[Task data]

//! [`TargetManager`]: discovery, auto-attach and the startup barrier.
//!
//! Construction subscribes to root events and starts target discovery.
//! [`TargetManager::initialize`] then enables auto-attach and resolves once
//! every target that existed when discovery was acknowledged has been
//! attached, ignored or destroyed.
//!
//! ```ignore
//! let transport = WebSocketTransport::connect(&url).await?;
//! let connection = Arc::new(Connection::new(transport));
//! tokio::spawn({
//!     let connection = Arc::clone(&connection);
//!     async move { connection.run().await }
//! });
//!
//! let manager = TargetManager::builder(connection).build();
//! let mut notifications = manager.subscribe();
//! manager.initialize().await?;
//! for (id, target) in manager.attached_targets() {
//!     println!("{id}: {}", target.info().url);
//! }
//! ```

mod attach;


use std::collections::HashMap;
use std::future::Future;
use std::sync::atomic::{AtomicBool, Ordering};
use std::sync::{Arc, Weak};
use std::time::Duration;

use pw_targets_protocol::{SessionId, SetAutoAttach, SetDiscoverTargets, TargetEvent, TargetId, TargetInfo};
use pw_targets_runtime::{ConnectionLike, Error, Result, Scope, send_command};
use tokio::sync::{OnceCell, broadcast};

use crate::config::TargetManagerConfig;
use crate::dispatcher::{EventDispatcher, EventHandler, HandleFuture};
use crate::gate::{GatePhase, InitGate};
use crate::interceptor::{InterceptorChain, InterceptorId};
use crate::locks::TargetLocks;
use crate::notification::TargetNotification;
use crate::registry::TargetRegistry;
use crate::target::{BasicTargetFactory, Target, TargetFactory, TargetFilter};

/// Tracks targets of one browser connection.
///
/// Cheap to clone; clones share state.
#[derive(Clone)]
pub struct TargetManager {
	inner: Arc<ManagerInner>,
}

struct ManagerInner {
	connection: Arc<dyn ConnectionLike>,
	config: TargetManagerConfig,
	factory: Arc<dyn TargetFactory>,
	filter: Option<TargetFilter>,
	registry: TargetRegistry,
	interceptors: InterceptorChain,
	gate: InitGate,
	dispatcher: EventDispatcher,
	locks: TargetLocks,
	notifications: broadcast::Sender<TargetNotification>,
	auto_attach: OnceCell<()>,
	disposed: AtomicBool,
}

/// Builder for [`TargetManager`].
pub struct TargetManagerBuilder {
	connection: Arc<dyn ConnectionLike>,
	config: TargetManagerConfig,
	factory: Arc<dyn TargetFactory>,
	filter: Option<TargetFilter>,
}

impl TargetManagerBuilder {
	pub fn config(mut self, config: TargetManagerConfig) -> Self {
		self.config = config;
		self
	}

	/// Sets the factory building handles; defaults to [`BasicTargetFactory`].
	pub fn factory(mut self, factory: impl TargetFactory + 'static) -> Self {
		self.factory = Arc::new(factory);
		self
	}

	/// Restricts which targets are tracked. Rejected targets are detached
	/// silently and never announced.
	pub fn filter<F>(mut self, filter: F) -> Self
	where
		F: Fn(&TargetInfo) -> bool + Send + Sync + 'static,
	{
		self.filter = Some(Arc::new(filter));
		self
	}

	pub fn shared_filter(mut self, filter: TargetFilter) -> Self {
		self.filter = Some(filter);
		self
	}

	/// Builds the manager and starts target discovery.
	///
	/// Must be called from within a Tokio runtime.
	pub fn build(self) -> TargetManager {
		let (notifications, _) = broadcast::channel(self.config.notification_capacity.max(1));
		let connection = self.connection;

		let inner = Arc::new_cyclic(|weak: &Weak<ManagerInner>| {
			let handler: Weak<dyn EventHandler> = weak.clone();
			ManagerInner {
				dispatcher: EventDispatcher::new(Arc::clone(&connection), handler),
				connection,
				config: self.config,
				factory: self.factory,
				filter: self.filter,
				registry: TargetRegistry::new(),
				interceptors: InterceptorChain::new(),
				gate: InitGate::new(),
				locks: TargetLocks::new(),
				notifications,
				auto_attach: OnceCell::new(),
				disposed: AtomicBool::new(false),
			}
		});

		inner.dispatcher.subscribe(Scope::Root);
		tokio::spawn(Arc::clone(&inner).discover());

		TargetManager { inner }
	}
}

impl TargetManager {
	pub fn builder(connection: Arc<dyn ConnectionLike>) -> TargetManagerBuilder {
		TargetManagerBuilder {
			connection,
			config: TargetManagerConfig::default(),
			factory: Arc::new(BasicTargetFactory),
			filter: None,
		}
	}

	/// Builds a manager with default config and [`BasicTargetFactory`].
	pub fn new(connection: Arc<dyn ConnectionLike>) -> Self {
		Self::builder(connection).build()
	}

	/// Enables auto-attach and waits until every target present at
	/// discovery time was attached, ignored or destroyed.
	///
	/// Safe to call more than once; auto-attach is only requested once.
	/// Dropping the returned future abandons the wait without affecting the
	/// manager.
	///
	/// # Errors
	///
	/// Returns [`Error::Initialization`] when discovery or auto-attach
	/// failed, the connection closed, or event handling hit a fatal error,
	/// and [`Error::Timeout`] when `init_timeout_ms` elapsed first.
	pub async fn initialize(&self) -> Result<()> {
		match self.inner.config.init_timeout() {
			Some(limit) => tokio::time::timeout(limit, self.inner.initialize())
				.await
				.map_err(|_| {
					Error::Timeout(format!(
						"Target initialization did not finish within {}ms",
						limit.as_millis()
					))
				})?,
			None => self.inner.initialize().await,
		}
	}

	pub fn is_ready(&self) -> bool {
		self.inner.gate.is_ready()
	}

	pub fn phase(&self) -> GatePhase {
		self.inner.gate.phase()
	}

	/// Ids still blocking initialization.
	pub fn pending_init(&self) -> Vec<TargetId> {
		self.inner.gate.pending()
	}

	/// Returns a receiver for lifecycle notifications.
	///
	/// Slow receivers lose the oldest notifications once the configured
	/// capacity is exceeded.
	pub fn subscribe(&self) -> broadcast::Receiver<TargetNotification> {
		self.inner.notifications.subscribe()
	}

	/// Point-in-time copy of the attached handles.
	pub fn attached_targets(&self) -> HashMap<TargetId, Arc<dyn Target>> {
		self.inner.registry.attached_targets()
	}

	/// Point-in-time copy of the latest snapshot of every known target.
	pub fn discovered_targets(&self) -> HashMap<TargetId, TargetInfo> {
		self.inner.registry.discovered_targets()
	}

	pub fn target(&self, target_id: &TargetId) -> Option<Arc<dyn Target>> {
		self.inner.registry.attached(target_id)
	}

	pub fn target_for_session(&self, session_id: &SessionId) -> Option<Arc<dyn Target>> {
		self.inner.registry.target_for_session(session_id)
	}

	pub fn is_ignored(&self, target_id: &TargetId) -> bool {
		self.inner.registry.is_ignored(target_id)
	}

	/// Registers a hook run for every target attached under `scope`, before
	/// it is announced. A failing hook is fatal for the connection.
	pub fn add_interceptor<F, Fut>(&self, scope: Scope, hook: F) -> InterceptorId
	where
		F: Fn(Arc<dyn Target>, Option<Arc<dyn Target>>) -> Fut + Send + Sync + 'static,
		Fut: Future<Output = Result<()>> + Send + 'static,
	{
		self.inner.interceptors.add(scope, hook)
	}

	/// Removes a hook; returns `false` if it was not registered.
	pub fn remove_interceptor(&self, scope: &Scope, id: InterceptorId) -> bool {
		self.inner.interceptors.remove(scope, id)
	}

	/// Waits for an attached target matching `predicate`.
	///
	/// Current handles are checked first, then `Available` and `Changed`
	/// notifications.
	///
	/// # Errors
	///
	/// Returns [`Error::Timeout`] or [`Error::ChannelClosed`].
	pub async fn wait_for_target<F>(&self, predicate: F, timeout: Duration) -> Result<Arc<dyn Target>>
	where
		F: Fn(&dyn Target) -> bool,
	{
		let mut rx = self.subscribe();

		if let Some(target) = self
			.attached_targets()
			.into_values()
			.find(|target| predicate(target.as_ref()))
		{
			return Ok(target);
		}

		tokio::time::timeout(timeout, async move {
			loop {
				match rx.recv().await {
					Ok(TargetNotification::Available(target) | TargetNotification::Changed { target, .. })
						if predicate(target.as_ref()) =>
					{
						return Ok(target);
					}
					Ok(_) => continue,
					Err(broadcast::error::RecvError::Lagged(n)) => {
						tracing::warn!(dropped = n, "Target notification receiver lagged");
						if let Some(target) = self
							.attached_targets()
							.into_values()
							.find(|target| predicate(target.as_ref()))
						{
							return Ok(target);
						}
					}
					Err(broadcast::error::RecvError::Closed) => {
						return Err(Error::ChannelClosed);
					}
				}
			}
		})
		.await
		.map_err(|_| Error::Timeout("Timeout waiting for target".to_string()))?
	}

	/// Waits until a handle with `target_id` is attached.
	pub async fn wait_for_target_id(&self, target_id: &TargetId, timeout: Duration) -> Result<Arc<dyn Target>> {
		self.inner.registry.wait_for(target_id, timeout).await
	}

	pub fn config(&self) -> &TargetManagerConfig {
		&self.inner.config
	}

	pub fn connection(&self) -> &Arc<dyn ConnectionLike> {
		&self.inner.connection
	}

	/// Stops event processing. Pending [`initialize`](Self::initialize)
	/// calls fail; the registry keeps its last state.
	pub fn dispose(&self) {
		if self.inner.disposed.swap(true, Ordering::SeqCst) {
			return;
		}
		tracing::debug!("Disposing target manager");
		self.inner.dispatcher.shutdown();
		self.inner
			.gate
			.fail(Error::ConnectionClosed("target manager disposed".to_string()));
	}
}

impl std::fmt::Debug for TargetManager {
	fn fmt(&self, f: &mut std::fmt::Formatter<'_>) -> std::fmt::Result {
		f.debug_struct("TargetManager")
			.field("phase", &self.inner.gate.phase())
			.field("attached", &self.inner.registry.attached_targets().len())
			.field("discovered", &self.inner.registry.discovered_targets().len())
			.finish()
	}
}

impl ManagerInner {
	fn accepts(&self, info: &TargetInfo) -> bool {
		self.filter.as_ref().is_none_or(|filter| filter(info))
	}

	fn auto_attach_command(&self) -> SetAutoAttach {
		SetAutoAttach {
			auto_attach: true,
			wait_for_debugger_on_start: self.config.wait_for_debugger_on_start,
			flatten: true,
			filter: self.config.target_filter(),
		}
	}

	fn notify(&self, notification: TargetNotification) {
		tracing::trace!(kind = notification.kind(), target_id = %notification.target_id(), "Publishing notification");
		// No receivers is not an error.
		let _ = self.notifications.send(notification);
	}

	/// Requests discovery and seeds the gate once it is acknowledged.
	async fn discover(self: Arc<Self>) {
		let command = SetDiscoverTargets {
			discover: true,
			filter: self.config.target_filter(),
		};

		if let Err(e) = send_command(self.connection.as_ref(), &Scope::Root, &command).await {
			tracing::warn!(error = %e, "Target discovery failed");
			self.gate.fail(e);
			return;
		}

		// Every targetCreated sent before the ack is already in the root stream.
		self.dispatcher.sync(&Scope::Root).await;

		let pending: Vec<TargetId> = self
			.registry
			.discovered_targets()
			.into_values()
			.filter(|info| !info.is_browser() && self.accepts(info))
			.map(|info| info.target_id)
			.collect();
		tracing::debug!(count = pending.len(), "Target discovery acknowledged");
		self.gate.seed(pending);
	}

	async fn initialize(&self) -> Result<()> {
		self.gate.wait_seeded().await?;

		let requested = self
			.auto_attach
			.get_or_try_init(|| async {
				let command = self.auto_attach_command();
				send_command(self.connection.as_ref(), &Scope::Root, &command).await?;
				Ok::<(), Error>(())
			})
			.await;
		if let Err(e) = requested {
			tracing::warn!(error = %e, "Enabling auto-attach failed");
			self.gate.fail(e);
		}

		self.gate.try_resolve();
		self.gate.wait_ready().await
	}
}

impl EventHandler for ManagerInner {
	fn handle_event<'a>(&'a self, scope: &'a Scope, event: TargetEvent) -> HandleFuture<'a> {
		Box::pin(async move {
			match event {
				TargetEvent::TargetCreated { target_info } => self.on_target_created(target_info).await,
				TargetEvent::TargetDestroyed { target_id } => self.on_target_destroyed(target_id).await,
				TargetEvent::TargetInfoChanged { target_info } => self.on_target_info_changed(target_info).await,
				TargetEvent::AttachedToTarget {
					session_id,
					target_info,
					waiting_for_debugger,
				} => {
					self.on_attached(scope, session_id, target_info, waiting_for_debugger)
						.await
				}
				TargetEvent::DetachedFromTarget { session_id, .. } => self.on_detached(session_id).await,
			}
		})
	}

	fn on_fatal(&self, scope: &Scope, method: &str, error: Error) {
		tracing::error!(%scope, method, error = %error, "Fatal error handling target event; closing connection");
		let reason = format!("{method} on {scope}: {error}");
		self.gate.fail(error);
		self.connection.close(&reason);
	}

	fn on_stream_closed(&self, scope: &Scope) {
		match scope {
			Scope::Root => {
				tracing::debug!("Root event stream ended");
				self.gate
					.fail(Error::ConnectionClosed("root event stream ended".to_string()));
			}
			Scope::Session(_) => {
				self.dispatcher.unsubscribe(scope);
			}
		}
	}
}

[/Task data]

= Your assignment =
What is needed is a word-for-word copy of the records above, from the first line through the line that contains "use std::time::Duration;".

= Reply to the task =
//! [`TargetManager`]: discovery, auto-attach and the startup barrier.
//!
//! Construction subscribes to root events and starts target discovery.
//! [`TargetManager::initialize`] then enables auto-attach and resolves once
//! every target that existed when discovery was acknowledged has been
//! attached, ignored or destroyed.
//!
//! ```ignore
//! let transport = WebSocketTransport::connect(&url).await?;
//! let connection = Arc::new(Connection::new(transport));
//! tokio::spawn({
//!     let connection = Arc::clone(&connection);
//!     async move { connection.run().await }
//! });
//!
//! let manager = TargetManager::builder(connection).build();
//! let mut notifications = manager.subscribe();
//! manager.initialize().await?;
//! for (id, target) in manager.attached_targets() {
//!     println!("{id}: {}", target.info().url);
//! }
//! ```

mod attach;


use std::collections::HashMap;
use std::future::Future;
use std::sync::atomic::{AtomicBool, Ordering};
use std::sync::{Arc, Weak};
use std::time::Duration;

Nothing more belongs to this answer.